Business Continuity Plan zur Schadensbegrenzung
Ein Business Continuity Plan (auf Deutsch auch Geschäftskontinuitätsplan) hilft Unternehmen, sich auf mögliche Katastrophen vorzubereiten und in diesen richtig zu handeln. Er umfasst Pläne und Strategien, um Prozesse, deren Unterbrechung ernsthafte Schäden mit sich bringen würden, zu schützen oder alternative Abläufe zu ermöglichen.
Jeder Geschäftskontinuitätsplan umfasst Strategien, um den IT-Betrieb unter Krisenbedingungen sicherstellen sowie IT-Prozesse nach einem Ausfall wiederherzustellen.
Tim Berghoff erklärt: „Ein erster wichtiger Schritt ist, relevante Bedrohungsszenarien zu identifizieren und bestehende Maßnahmen daraufhin zu prüfen, ob sie zur Abwehr dieser Szenarien geeignet sind. Sollte dies nicht der Fall sein, lassen sich die nächsten Schritte meist unmittelbar daraus ableiten.
Weiterhin rät Tim Berghoff für einige Teilbereiche der IT einen externen Dienstleister hinzuzuziehen. Das gilt besonders für den Teilbereich der IT-Sicherheit, da hier Spezialwissen erforderlich ist, welches nicht in jedem Unternehmen im erforderlichen Umfang vorhanden ist
Was kann der Staat tun, um die Cybersicherheit zu erhöhen?
Lev Lexow zugolge, ist der Staat ist auf mehreren Ebenen gefragt:
1. Sensibilisierung im Bereich der IT-Sicherheit: Neben den fachlichen Anpassungen in den einschlägigen Gesetzen geht es dabei vor allem um die Sensibilisierung von wirtschaftlichen Akteuren und der Stärkung einschlägiger Institutionen. Durch die DSGVO ist das Thema Datenschutz mittlerweile in nahezu allen Unternehmen angekommen. Das wäre auch für die IT-Sicherheit wünschenswert.
2. Verfolgung von Cyberattacken: Der Staat sollte bei der Verfolgung und Sanktionierung der Cyberkriminellen stark nachrüsten. Dies gilt sowohl für den gesetzlichen als auch für den personellen Rahmen unserer Ermittlungsbehörden.
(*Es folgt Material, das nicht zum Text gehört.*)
//! Model bundle saving

use std::fs;
use std::path::{Path, PathBuf};

use chrono::{DateTime, Utc};
use serde::{Deserialize, Serialize};
use tracing::{info, warn};

use super::store::ArtifactStore;
use crate::error::{ModelOpsError, Result};
use crate::models::{Model, ModelKind};
use crate::schema::Inputs;
use crate::signers::Signature;

pub const MODEL_FILE: &str = "model.json";
pub const MODEL_CONFIG_FILE: &str = "model_config.json";
pub const SIGNATURE_FILE: &str = "signature.json";
pub const INPUT_EXAMPLE_FILE: &str = "input_example.json";
pub const MANIFEST_FILE: &str = "MLmodel.json";

/// Flavor recorded for every bundle
pub const PYFUNC_FLAVOR: &str = "python_function";
/// Flavor naming this crate's loader
pub const MODELOPS_FLAVOR: &str = "modelops";

/// Descriptor written as `MLmodel.json`
#[derive(Debug, Clone, PartialEq, Serialize, Deserialize)]
pub struct ModelManifest {
    /// `KIND` of the saved model
    pub kind: String,
    pub flavors: Vec<String>,
    pub run_id: String,
    pub artifact_path: String,
    pub signature: Signature,
    pub saved_at: DateTime<Utc>,
    /// Whether `model_config.json` is part of the bundle
    pub has_config: bool,
}

/// Result of a save, immutable once returned
#[derive(Debug, Clone, PartialEq, Serialize, Deserialize)]
pub struct Info {
    pub model_uri: String,
    pub run_id: String,
    pub signature: Signature,
    pub flavors: Vec<String>,
    pub artifact_path: String,
    /// Written to the local fallback directory instead of the store
    pub fallback: bool,
}

/// Persists a model bundle
pub trait Saver: Send + Sync {
    fn save(
        &self,
        model: &ModelKind,
        signature: &Signature,
        input_example: &Inputs,
        run_id: &str,
        store: &dyn ArtifactStore,
    ) -> Result<Info>;
}

fn default_path() -> String {
    "model".to_string()
}

fn default_strict() -> bool {
    true
}

fn default_fallback_dir() -> PathBuf {
    PathBuf::from("fallback_models")
}

/// Saves the model, its config and its signature as a bundle of JSON files
#[derive(Debug, Clone, PartialEq, Serialize, Deserialize)]
#[serde(deny_unknown_fields)]
pub struct CustomSaver {
    /// Artifact path within the run
    #[serde(default = "default_path")]
    pub path: String,
    /// Propagate store failures instead of falling back to a local directory
    #[serde(default = "default_strict")]
    pub strict_registry: bool,
    #[serde(default = "default_fallback_dir")]
    pub fallback_dir: PathBuf,
}

impl Default for CustomSaver {
    fn default() -> Self {
        Self {
            path: default_path(),
            strict_registry: default_strict(),
            fallback_dir: default_fallback_dir(),
        }
    }
}

impl CustomSaver {
    pub fn with_path(mut self, path: impl Into<String>) -> Self {
        self.path = path.into();
        self
    }

    pub fn with_strict_registry(mut self, strict: bool) -> Self {
        self.strict_registry = strict;
        self
    }

    pub fn with_fallback_dir(mut self, dir: impl Into<PathBuf>) -> Self {
        self.fallback_dir = dir.into();
        self
    }

    /// Serialized files of the bundle, manifest last
    fn bundle(
        &self,
        model: &ModelKind,
        signature: &Signature,
        input_example: &Inputs,
        run_id: &str,
    ) -> Result<Vec<(&'static str, Vec<u8>)>> {
        let mut files = vec![(MODEL_FILE, serde_json::to_vec_pretty(model)?)];

        let config = config_bytes(model)?;
        let has_config = config.is_some();
        if let Some(bytes) = config {
            files.push((MODEL_CONFIG_FILE, bytes));
        }

        files.push((SIGNATURE_FILE, serde_json::to_vec_pretty(signature)?));
        files.push((
            INPUT_EXAMPLE_FILE,
            serde_json::to_vec_pretty(&input_example.table().to_json_columns())?,
        ));

        let manifest = ModelManifest {
            kind: model.kind().to_string(),
            flavors: flavors(),
            run_id: run_id.to_string(),
            artifact_path: self.path.clone(),
            signature: signature.clone(),
            saved_at: Utc::now(),
            has_config,
        };
        files.push((MANIFEST_FILE, serde_json::to_vec_pretty(&manifest)?));
        Ok(files)
    }

    fn save_to_store(
        &self,
        files: &[(&'static str, Vec<u8>)],
        run_id: &str,
        store: &dyn ArtifactStore,
    ) -> Result<String> {
        let mut uri = String::new();
        for (name, bytes) in files {
            uri = store.put(run_id, &self.path, name, bytes)?;
        }
        Ok(uri)
    }

    fn save_to_fallback(&self, files: &[(&'static str, Vec<u8>)], run_id: &str) -> Result<String> {
        let dir = self.fallback_dir.join(run_id).join(&self.path);
        fs::create_dir_all(&dir)?;
        for (name, bytes) in files {
            fs::write(dir.join(name), bytes)?;
        }
        let dir = absolute(&dir)?;
        Ok(format!("file://{}", dir.display()))
    }
}

impl Saver for CustomSaver {
    fn save(
        &self,
        model: &ModelKind,
        signature: &Signature,
        input_example: &Inputs,
        run_id: &str,
        store: &dyn ArtifactStore,
    ) -> Result<Info> {
        let files = self.bundle(model, signature, input_example, run_id)?;

        let (model_uri, fallback) = match self.save_to_store(&files, run_id, store) {
            Ok(uri) => (uri, false),
            Err(e) if self.strict_registry => return Err(e),
            Err(e) => {
                warn!(
                    error = %e,
                    fallback_dir = %self.fallback_dir.display(),
                    "Tracking store rejected the model; saving to local fallback"
                );
                (self.save_to_fallback(&files, run_id)?, true)
            }
        };

        info!(model_uri = %model_uri, run_id, kind = model.kind(), fallback, "Saved model");
        Ok(Info {
            model_uri,
            run_id: run_id.to_string(),
            signature: signature.clone(),
            flavors: flavors(),
            artifact_path: self.path.clone(),
            fallback,
        })
    }
}

fn flavors() -> Vec<String> {
    vec![PYFUNC_FLAVOR.to_string(), MODELOPS_FLAVOR.to_string()]
}

/// Config file contents, preferring the referenced file over inline data
fn config_bytes(model: &ModelKind) -> Result<Option<Vec<u8>>> {
    if let Some(path) = model.model_config_path() {
        let bytes = fs::read(path).map_err(|e| {
            ModelOpsError::ConfigError(format!("Failed to read model config {}: {}", path, e))
        })?;
        return Ok(Some(bytes));
    }
    match model.model_config_data() {
        Some(data) => Ok(Some(serde_json::to_vec_pretty(data)?)),
        None => Ok(None),
    }
}

fn absolute(path: &Path) -> Result<PathBuf> {
    if path.is_absolute() {
        Ok(path.to_path_buf())
    } else {
        Ok(std::env::current_dir()?.join(path))
    }
}

/// Closed set of savers
#[derive(Debug, Clone, PartialEq, Serialize, Deserialize)]
#[serde(tag = "KIND")]
pub enum SaverKind {
    CustomSaver(CustomSaver),
}

impl Default for SaverKind {
    fn default() -> Self {
        SaverKind::CustomSaver(CustomSaver::default())
    }
}

impl Saver for SaverKind {
    fn save(
        &self,
        model: &ModelKind,
        signature: &Signature,
        input_example: &Inputs,
        run_id: &str,
        store: &dyn ArtifactStore,
    ) -> Result<Info> {
        match self {
            SaverKind::CustomSaver(s) => s.save(model, signature, input_example, run_id, store),
        }
    }
}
3. Staatliche Schulung: Schließlich sollte die Bevölkerung im Allgemeinen stärker für IT-Sicherheit sensibilisiert werden. Denn viele Cyberattacken werden noch immer durch menschliche Fehler verursacht. Hier hat der Staat gute Möglichkeiten, bereits im Rahmen der Schulausbildung anzusetzen.
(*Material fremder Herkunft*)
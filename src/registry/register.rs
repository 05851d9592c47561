//! Model registration

use std::collections::BTreeMap;

use serde::{Deserialize, Serialize};
use tracing::info;

use super::saver::MANIFEST_FILE;
use super::store::{ArtifactStore, ModelRegistry, ModelVersion};
use super::uri::ModelUri;
use crate::error::{ModelOpsError, Result};

/// Records a saved bundle as a new model version
pub trait Register: Send + Sync {
    fn register(
        &self,
        name: &str,
        model_uri: &str,
        run_id: Option<&str>,
        store: &dyn ArtifactStore,
        registry: &dyn ModelRegistry,
    ) -> Result<ModelVersion>;
}

/// Registers into the tracking store's registry with fixed tags
#[derive(Debug, Clone, Default, PartialEq, Serialize, Deserialize)]
#[serde(deny_unknown_fields)]
pub struct StoreRegister {
    /// Tags attached to every registered version
    #[serde(default)]
    pub tags: BTreeMap<String, String>,
}

impl StoreRegister {
    pub fn with_tag(mut self, key: impl Into<String>, value: impl Into<String>) -> Self {
        self.tags.insert(key.into(), value.into());
        self
    }
}

/// Whether `model_uri` points at a saved bundle
fn check_bundle(model_uri: &str, store: &dyn ArtifactStore) -> Result<()> {
    let parsed = ModelUri::parse(model_uri)
        .map_err(|_| ModelOpsError::Registration(format!("Unsupported model URI: {}", model_uri)))?;
    let found = match &parsed {
        ModelUri::Run { run_id, path } => store.exists(run_id, path, MANIFEST_FILE),
        ModelUri::File(dir) => dir.join(MANIFEST_FILE).is_file(),
        ModelUri::Alias { .. } | ModelUri::Version { .. } => {
            return Err(ModelOpsError::Registration(format!(
                "Cannot register a registry URI: {}",
                model_uri
            )))
        }
    };
    if found {
        Ok(())
    } else {
        Err(ModelOpsError::Registration(format!(
            "No saved model at {}",
            model_uri
        )))
    }
}

impl Register for StoreRegister {
    fn register(
        &self,
        name: &str,
        model_uri: &str,
        run_id: Option<&str>,
        store: &dyn ArtifactStore,
        registry: &dyn ModelRegistry,
    ) -> Result<ModelVersion> {
        check_bundle(model_uri, store)?;
        let version = registry
            .create_version(name, model_uri, run_id, self.tags.clone())
            .map_err(|e| match e {
                ModelOpsError::Registration(_) => e,
                other => ModelOpsError::Registration(other.to_string()),
            })?;
        info!(name, version = version.version, model_uri, "Model registered");
        Ok(version)
    }
}

/// Closed set of registers
#[derive(Debug, Clone, PartialEq, Serialize, Deserialize)]
#[serde(tag = "KIND")]
pub enum RegisterKind {
    StoreRegister(StoreRegister),
}

impl Default for RegisterKind {
    fn default() -> Self {
        RegisterKind::StoreRegister(StoreRegister::default())
    }
}

impl Register for RegisterKind {
    fn register(
        &self,
        name: &str,
        model_uri: &str,
        run_id: Option<&str>,
        store: &dyn ArtifactStore,
        registry: &dyn ModelRegistry,
    ) -> Result<ModelVersion> {
        match self {
            RegisterKind::StoreRegister(r) => r.register(name, model_uri, run_id, store, registry),
        }
    }
}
Informationssicherheit ist kein Kostenfaktor, sondern ein MUSS
Unternehmen, die sich nicht sicher sind, ob sie Zeit und Geld in die Implementation von Richtlinien, Schulungen und Software investieren sollten, sollten sich immer vor Augen halten: „Ein Angreifer muss nur einmal erfolgreich sein, der Verteidiger immer.” Prof. Dr. Gerling betont weiterhin, dass „Informationssicherheit kein Kostenfaktor ist, sondern eine grundlegende Maßnahme für das langfristige Überleben des Unternehmens.”